I told them I’m like Iron Man now..

But call me Iron Mom

I took my Chinese herbs and my evening pills and then went gingerly into a detox bath.

My day was done.

Thank you everyone who texted and sent messages. Even my Tomcat Joe sent me a message at 8 am. We miss him, and I joked how I almost used the hot sauce we bought him.

Today I’ll be in contact with Donnie’s people about the new chemo plan. De Snuffleuffugus emailed me last night his concerns about the toxicity of Carbo and to let him know immediately if neuropathy sets in, and he will change the formula.

I love him.
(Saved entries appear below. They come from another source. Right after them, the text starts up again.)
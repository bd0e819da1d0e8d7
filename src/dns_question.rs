use std::collections::HashSet;

use bytes::{Buf, BufMut};

use crate::error::DnsError;

const POINTER_MASK: u8 = 0xC0;
const MAX_LABEL_LEN: usize = 63;

/// DNS Question Section
/// Format: QNAME + QTYPE (2 bytes) + QCLASS (2 bytes)
#[derive(Debug, Clone, PartialEq, Eq)]
pub struct DnsQuestion {
    pub name: String, // Domain name, labels joined with '.'
    pub qtype: u16,   // Query type (A, AAAA, CNAME, etc.)
    pub qclass: u16,  // Query class (usually IN for Internet)
}

/// The only record type and class the proxy ever writes
#[derive(Debug, Clone, Copy, PartialEq, Eq)]
pub enum RecordType {
    A = 1, // IPv4 address
}

#[derive(Debug, Clone, Copy, PartialEq, Eq)]
pub enum RecordClass {
    IN = 1, // Internet
}

impl RecordType {
    pub fn to_u16(self) -> u16 {
        self as u16
    }
}

impl RecordClass {
    pub fn to_u16(self) -> u16 {
        self as u16
    }
}

impl DnsQuestion {
    /// Parse a DNS question from bytes starting at the given offset
    /// Returns the question and the new offset after parsing
    pub fn from_bytes(bytes: &[u8], offset: usize) -> Result<(Self, usize), DnsError> {
        let (name, new_offset) = parse_domain_name(bytes, offset)?;

        if new_offset + 4 > bytes.len() {
            return Err(DnsError::TruncatedMessage);
        }

        let mut rest = &bytes[new_offset..new_offset + 4];
        let qtype = rest.get_u16();
        let qclass = rest.get_u16();

        Ok((
            DnsQuestion {
                name,
                qtype,
                qclass,
            },
            new_offset + 4,
        ))
    }

    pub fn to_bytes(&self) -> Result<Vec<u8>, DnsError> {
        let mut bytes = encode_domain_name(&self.name)?;
        bytes.put_u16(self.qtype);
        bytes.put_u16(self.qclass);
        Ok(bytes)
    }
}

/// Parse `count` questions starting at `offset`
pub fn parse_questions(
    bytes: &[u8],
    count: u16,
    mut offset: usize,
) -> Result<(Vec<DnsQuestion>, usize), DnsError> {
    // qdcount comes from the client, so don't size the allocation by it
    let mut questions = Vec::with_capacity(count.min(4) as usize);

    for _ in 0..count {
        let (question, new_offset) = DnsQuestion::from_bytes(bytes, offset)?;
        questions.push(question);
        offset = new_offset;
    }

    Ok((questions, offset))
}

/// Parse a domain name from DNS message format
/// Supports DNS name compression (pointers)
/// Returns the parsed domain name and the offset where the enclosing record
/// continues: right after the first pointer followed, or after the terminator
pub fn parse_domain_name(bytes: &[u8], mut offset: usize) -> Result<(String, usize), DnsError> {
    let mut labels = Vec::new();
    let mut resume_offset = None;
    let mut visited = HashSet::new();

    loop {
        let length = *bytes.get(offset).ok_or(DnsError::TruncatedMessage)?;

        match length & POINTER_MASK {
            POINTER_MASK => {
                let low = *bytes.get(offset + 1).ok_or(DnsError::TruncatedMessage)?;
                let target = u16::from_be_bytes([length & !POINTER_MASK, low]) as usize;

                if !visited.insert(target) {
                    return Err(DnsError::CompressionLoop { offset: target });
                }
                if resume_offset.is_none() {
                    resume_offset = Some(offset + 2);
                }
                offset = target;
                continue;
            }
            0 => {}
            // 0b01 and 0b10 prefixes are reserved label types
            _ => return Err(DnsError::MalformedLabel),
        }

        offset += 1;

        if length == 0 {
            break;
        }

        let end = offset + length as usize;
        let label = bytes.get(offset..end).ok_or(DnsError::TruncatedMessage)?;
        let label = std::str::from_utf8(label).map_err(|_| DnsError::MalformedLabel)?;

        labels.push(label);
        offset = end;
    }

    Ok((labels.join("."), resume_offset.unwrap_or(offset)))
}

/// Encode a domain name to DNS message format
/// Format: length-prefixed labels terminated with a null byte
/// Example: "example.com" -> [7]example[3]com[0]
pub fn encode_domain_name(name: &str) -> Result<Vec<u8>, DnsError> {
    let mut encoded = Vec::with_capacity(name.len() + 2);

    for label in name.split('.').filter(|label| !label.is_empty()) {
        let label_bytes = label.as_bytes();
        if label_bytes.len() > MAX_LABEL_LEN {
            return Err(DnsError::LabelTooLong(label.to_string()));
        }

        encoded.put_u8(label_bytes.len() as u8);
        encoded.put_slice(label_bytes);
    }

    // Null terminator
    encoded.put_u8(0);

    Ok(encoded)
}
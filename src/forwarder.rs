use std::net::{Ipv4Addr, Ipv6Addr, SocketAddr};
use std::time::Duration;

use tokio::net::UdpSocket;
use tracing::{debug, error, warn};

use crate::error::ForwardError;
use crate::local::servfail_response;

/// Largest possible UDP payload, so replies are never cut short
const MAX_UDP_RESPONSE_SIZE: usize = 65535;

/// How a forwarded query ended
#[derive(Debug, Clone, Copy, PartialEq, Eq)]
pub enum ForwardOutcome {
    /// Upstream reply relayed verbatim
    Relayed,
    /// No reply in time, SERVFAIL synthesized
    TimedOut,
    /// Upstream session failed, SERVFAIL synthesized
    TransportError,
}

/// A short-lived socket used for exactly one upstream exchange
///
/// The socket is connected to the upstream so datagrams from any other peer
/// are discarded by the kernel. Dropping the session closes the socket.
struct UpstreamSession {
    socket: UdpSocket,
}

impl UpstreamSession {
    async fn open(upstream: SocketAddr) -> Result<Self, ForwardError> {
        // Bind to ephemeral port (0 = OS assigns)
        let bind_addr: SocketAddr = if upstream.is_ipv4() {
            (Ipv4Addr::UNSPECIFIED, 0).into()
        } else {
            (Ipv6Addr::UNSPECIFIED, 0).into()
        };

        let socket = UdpSocket::bind(bind_addr).await?;
        socket.connect(upstream).await?;
        Ok(Self { socket })
    }

    async fn exchange(&self, request: &[u8]) -> Result<Vec<u8>, ForwardError> {
        self.socket.send(request).await?;

        let mut reply = vec![0u8; MAX_UDP_RESPONSE_SIZE];
        let size = self.socket.recv(&mut reply).await?;
        reply.truncate(size);
        Ok(reply)
    }
}

/// Relays queries to a single upstream resolver
#[derive(Debug, Clone)]
pub struct Forwarder {
    upstream: SocketAddr,
    timeout: Duration,
}

impl Forwarder {
    pub fn new(upstream: SocketAddr, timeout: Duration) -> Self {
        Self { upstream, timeout }
    }

    /// Send `request` unmodified and wait for the first reply datagram
    pub async fn query_upstream(&self, request: &[u8]) -> Result<Vec<u8>, ForwardError> {
        let session = UpstreamSession::open(self.upstream).await?;

        tokio::time::timeout(self.timeout, session.exchange(request))
            .await
            .map_err(|_| ForwardError::Timeout(self.timeout))?
    }

    /// Forward a client query and answer the client through `listener`
    ///
    /// Every path ends with something sent to the client when possible: the
    /// upstream reply on success, SERVFAIL on timeout or transport error.
    pub async fn forward(
        &self,
        listener: &UdpSocket,
        request: &[u8],
        client: SocketAddr,
    ) -> ForwardOutcome {
        let (response, outcome) = match self.query_upstream(request).await {
            Ok(reply) => {
                debug!(%client, upstream = %self.upstream, bytes = reply.len(), "Relaying upstream reply");
                (reply, ForwardOutcome::Relayed)
            }
            Err(e) => {
                let outcome = match e {
                    ForwardError::Timeout(_) => ForwardOutcome::TimedOut,
                    ForwardError::Io(_) => ForwardOutcome::TransportError,
                };
                warn!(%client, upstream = %self.upstream, error = %e, "Upstream failed, answering SERVFAIL");

                match servfail_response(request) {
                    Ok(response) => (response, outcome),
                    Err(e) => {
                        debug!(%client, error = %e, "Cannot build SERVFAIL for undecodable query, dropping");
                        return outcome;
                    }
                }
            }
        };

        if let Err(e) = listener.send_to(&response, client).await {
            error!(%client, error = %e, "Failed to send response");
        }
        outcome
    }
}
I even wrote to him I love him.

I’m feeling more confident that my team is strong with Dr Stopeck, Dr Snuffleuffugus and Donnie.

I’ve been up in some pain from the port, and will probably hop in the detox bath in a minute, and begin the pill regime. I’m in week two, so only about 53 pills in a day for the next two week.

Easy peasy.

May today bring more cancer breaking away, more healing everywhere, and peace.

In Jesus’s name, amen.

Xoxo

Keri

Champions

It’s been a few days, as we went to pick up my kids from Camp Kesem, and I spent the next few days just holding them, and doing my best to show them I am doing well.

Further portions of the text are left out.